#### Aim of the exercise:
Check each line of the material below for the word "adapters". State how many lines have it, and nothing more.

#### Supplied data:
Content starts
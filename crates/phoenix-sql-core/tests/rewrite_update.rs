//! Tests for UPDATE → UPSERT rewriting.

mod common;
use common::*;

use proptest::prelude::*;

use phoenix_sql_core::statement::emitted_value;
use phoenix_sql_core::{
    RewriteError, Statement, StatementDescriptor, StatementKind, DESCRIPTOR_REVISION,
};

// ===================================================================
// Unversioned updates
// ===================================================================

#[test]
fn update_single_set() {
    let stmt = Statement::update(StatementDescriptor::new("T").set("name", "?").key("id", "?"));
    assert_eq!(rewrite(&stmt), "upsert into T (name,id) values (?,?)");
}

#[test]
fn update_columns_follow_binding_order() {
    let descriptor = StatementDescriptor::new("employee")
        .set("first_name", "?")
        .set("last_name", "?")
        .set("hire_date", "?")
        .key("emp_no", "?")
        .key("dept_no", "?")
        .where_column("gender", "=?");
    let sql = rewrite(&Statement::update(descriptor.clone()));

    let names = list_after(&sql, "employee (");
    let values = list_after(&sql, "values (");
    let expected: Vec<&str> = descriptor
        .set_columns
        .columns()
        .chain(descriptor.key_columns.columns())
        .chain(descriptor.where_columns.columns())
        .collect();
    assert_eq!(names, expected);
    assert_eq!(values.len(), descriptor.column_count());
    assert!(values.iter().all(|v| *v == "?"));
}

#[test]
fn update_placeholder_count_matches_generic_update() {
    let descriptor = StatementDescriptor::new("salary")
        .set("amount", "?")
        .set("to_date", "?")
        .key("emp_no", "?")
        .key("from_date", "?");
    let stmt = Statement::update(descriptor);
    let placeholders = |sql: &str| sql.matches('?').count();
    assert_eq!(placeholders(&rewrite(&stmt)), placeholders(&stmt.sql));
}

#[test]
fn update_computed_value_binds_nothing() {
    let stmt = Statement::update(
        StatementDescriptor::new("T")
            .set("modified", "=current_date()")
            .key("id", "?"),
    );
    assert_eq!(
        rewrite(&stmt),
        "upsert into T (modified,id) values (current_date(),?)"
    );
}

#[test]
fn update_schema_qualified_table() {
    let stmt = Statement::update(StatementDescriptor::new("HR.DEPT").set("name", "?").key("id", "?"));
    assert_eq!(rewrite(&stmt), "upsert into HR.DEPT (name,id) values (?,?)");
}

#[test]
fn update_comment_prefix() {
    let stmt = Statement::update(
        StatementDescriptor::new("T")
            .set("name", "?")
            .key("id", "?")
            .comment("update com.acme.Employee"),
    );
    assert_eq!(
        rewrite(&stmt),
        "/* update com.acme.Employee */ upsert into T (name,id) values (?,?)"
    );
}

// ===================================================================
// Versioned updates
// ===================================================================

#[test]
fn versioned_update() {
    let stmt = Statement::update(
        StatementDescriptor::new("T")
            .set("name", "?")
            .key("id", "?")
            .version("ver"),
    );
    assert_eq!(
        rewrite(&stmt),
        "upsert into T (name,id) select ?,id from T where id=? and ver=?"
    );
}

#[test]
fn versioned_update_composite_key() {
    let stmt = Statement::update(
        StatementDescriptor::new("dept_emp")
            .set("to_date", "?")
            .set("ver", "?")
            .key("emp_no", "?")
            .key("dept_no", "?")
            .version("ver"),
    );
    assert_eq!(
        rewrite(&stmt),
        "upsert into dept_emp (to_date,ver,emp_no,dept_no) \
         select ?,?,emp_no,dept_no from dept_emp \
         where emp_no=? and dept_no=? and ver=?"
    );
}

#[test]
fn versioned_update_where_fragments_follow_keys() {
    let stmt = Statement::update(
        StatementDescriptor::new("T")
            .set("name", "?")
            .key("id", "?")
            .where_column("salary", ">10")
            .version("ver")
            .comment("update Employee"),
    );
    assert_eq!(
        rewrite(&stmt),
        "/* update Employee */ upsert into T (name,salary,id) \
         select ?,>10,id from T where id=? and salary>10 and ver=?"
    );
}

#[test]
fn versioned_update_never_has_stray_and() {
    let stmt = Statement::update(StatementDescriptor::new("T").set("name", "?").version("ver"));
    let sql = rewrite(&stmt);
    assert!(sql.ends_with(" where ver=?"), "{sql}");
    assert!(!sql.contains("where and"));
    assert!(!sql.contains("and and"));
}

// ===================================================================
// Degradation
// ===================================================================

#[test]
fn update_without_descriptor_passes_through() {
    let stmt = Opaque {
        kind: StatementKind::Update,
        sql: String::from("update T set name=? where id=?"),
        revision: DESCRIPTOR_REVISION,
        descriptor: None,
    };
    assert!(matches!(
        phoenix().try_rewrite(&stmt),
        Err(RewriteError::IntrospectionFailure(_))
    ));
    assert_eq!(phoenix().rewrite(&stmt), "update T set name=? where id=?");
}

#[test]
fn update_with_unknown_revision_passes_through() {
    let stmt = Opaque {
        kind: StatementKind::Update,
        sql: String::from("update T set name=? where id=?"),
        revision: DESCRIPTOR_REVISION + 1,
        descriptor: Some(StatementDescriptor::new("T").set("name", "?").key("id", "?")),
    };
    assert_eq!(phoenix().rewrite(&stmt), "update T set name=? where id=?");
}

#[test]
fn update_binding_nothing_passes_through() {
    let stmt = Statement::update(StatementDescriptor::new("T").version("ver"));
    assert_eq!(rewrite(&stmt), stmt.sql);
    assert!(matches!(
        phoenix().try_rewrite(&stmt),
        Err(RewriteError::EmptyStatement { .. })
    ));
}

#[test]
fn rewriter_is_shareable_across_threads() {
    let rewriter = phoenix();
    let handles: Vec<_> = (0..4)
        .map(|i| {
            std::thread::spawn(move || {
                let column = format!("c{i}");
                let stmt = Statement::update(StatementDescriptor::new("T").set(&column, "?").key("id", "?"));
                rewriter.rewrite(&stmt)
            })
        })
        .collect();
    for (i, handle) in handles.into_iter().enumerate() {
        assert_eq!(
            handle.join().unwrap(),
            format!("upsert into T (c{i},id) values (?,?)")
        );
    }
}

#[test]
fn update_from_json_with_repeated_column() {
    let stmt: Statement = serde_json::from_str(
        r#"{
            "kind": "update",
            "descriptor": {
                "table": "T",
                "set_columns": [["a", "?"], ["a", "=1"]],
                "key_columns": [["id", "?"]]
            }
        }"#,
    )
    .unwrap();
    assert_eq!(
        rewrite(&stmt.with_rendered_sql()),
        "upsert into T (a,id) values (1,?)"
    );
}

// ===================================================================
// Properties
// ===================================================================

fn bindings(prefix: &'static str) -> impl Strategy<Value = Vec<(String, &'static str)>> {
    prop::collection::vec(
        (
            "[a-z]{1,6}",
            prop_oneof![Just("?"), Just("=0"), Just("=ver+1")],
        ),
        0..4,
    )
    .prop_map(move |entries| {
        entries
            .into_iter()
            .enumerate()
            .map(|(i, (name, expr))| (format!("{prefix}{i}_{name}"), expr))
            .collect()
    })
}

proptest! {
    #[test]
    fn unversioned_update_lists_follow_binding_order(
        set in bindings("s"),
        keys in bindings("k"),
        wheres in bindings("w"),
    ) {
        prop_assume!(!(set.is_empty() && keys.is_empty() && wheres.is_empty()));

        let mut descriptor = StatementDescriptor::new("T");
        for (column, expr) in &set {
            descriptor = descriptor.set(column, expr);
        }
        for (column, expr) in &keys {
            descriptor = descriptor.key(column, expr);
        }
        for (column, expr) in &wheres {
            descriptor = descriptor.where_column(column, expr);
        }
        let sql = rewrite(&Statement::update(descriptor.clone()));

        let all: Vec<&(String, &str)> = set.iter().chain(&keys).chain(&wheres).collect();
        let names: Vec<&str> = all.iter().map(|(column, _)| column.as_str()).collect();
        let values: Vec<&str> = all.iter().map(|(_, expr)| emitted_value(expr)).collect();

        prop_assert_eq!(list_after(&sql, "T ("), names);
        prop_assert_eq!(list_after(&sql, "values ("), values);
        prop_assert_eq!(all.len(), descriptor.column_count());
    }
}
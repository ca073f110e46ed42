//! 钱包管理器工厂
//!
//! 每条链通过一个 [`ChainRegistration`] 登记；新增链只需新增一个适配器模块
//! 并调用 [`WalletManagerFactory::register`]，不需要修改已有链的代码。

use std::sync::Arc;

use crate::config::{HostsConfig, SdkConfig};
use crate::crypto::PublicKey;
use crate::domain::Blockchain;
use crate::error::{NetworkError, Result, WalletError};
use crate::network::{HttpTransport, ReqwestTransport};
use crate::wallet::adapters;
use crate::wallet::WalletManager;

/// 构造函数可用的共享资源
pub struct FactoryContext {
    config: SdkConfig,
    transport: Arc<dyn HttpTransport>,
}

impl FactoryContext {
    pub fn config(&self) -> &SdkConfig {
        &self.config
    }

    pub fn transport(&self) -> Arc<dyn HttpTransport> {
        Arc::clone(&self.transport)
    }

    /// 该链配置的节点；为空时返回 [`NetworkError::NoHosts`]
    pub fn hosts(&self, blockchain: Blockchain) -> Result<&[String]> {
        let hosts = self.config.hosts.hosts_for(&blockchain);
        if hosts.is_empty() {
            return Err(NetworkError::NoHosts {
                network: HostsConfig::key_for(&blockchain),
            }
            .into());
        }
        Ok(hosts)
    }
}

pub type ManagerConstructor =
    fn(&FactoryContext, Blockchain, PublicKey) -> Result<Arc<dyn WalletManager>>;

/// 一条（或一族）链的登记项
#[derive(Clone, Copy)]
pub struct ChainRegistration {
    pub name: &'static str,
    pub supports: fn(&Blockchain) -> bool,
    pub make: ManagerConstructor,
}

pub struct WalletManagerFactory {
    context: FactoryContext,
    registrations: Vec<ChainRegistration>,
}

impl WalletManagerFactory {
    /// 使用内置的链登记
    pub fn new(config: SdkConfig, transport: Arc<dyn HttpTransport>) -> Self {
        Self {
            context: FactoryContext { config, transport },
            registrations: vec![
                adapters::utxo::registration(),
                adapters::ethereum::registration(),
                adapters::casper::registration(),
                adapters::xrp::registration(),
            ],
        }
    }

    /// 使用 reqwest 作为传输层
    pub fn with_reqwest(config: SdkConfig) -> Self {
        let transport = Arc::new(ReqwestTransport::new(&config.network));
        Self::new(config, transport)
    }

    /// 登记新链；后登记的优先
    pub fn register(&mut self, registration: ChainRegistration) {
        tracing::debug!(name = registration.name, "Registering chain");
        self.registrations.push(registration);
    }

    pub fn context(&self) -> &FactoryContext {
        &self.context
    }

    pub fn supports(&self, blockchain: &Blockchain) -> bool {
        self.registrations.iter().any(|r| (r.supports)(blockchain))
    }

    pub fn make_wallet_manager(
        &self,
        blockchain: Blockchain,
        public_key: PublicKey,
    ) -> Result<Arc<dyn WalletManager>> {
        public_key.require_curve(blockchain.supported_curves())?;
        if public_key.curve() != blockchain.curve() {
            return Err(WalletError::CurveMismatch {
                expected: vec![blockchain.curve()],
                actual: public_key.curve(),
            });
        }

        let registration = self
            .registrations
            .iter()
            .rev()
            .find(|r| (r.supports)(&blockchain))
            .ok_or_else(|| WalletError::UnsupportedBlockchain(blockchain.display_name()))?;

        tracing::debug!(
            chain = %blockchain,
            registration = registration.name,
            "Creating wallet manager"
        );
        (registration.make)(&self.context, blockchain, public_key)
    }
}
Content ends
#### Reply:
5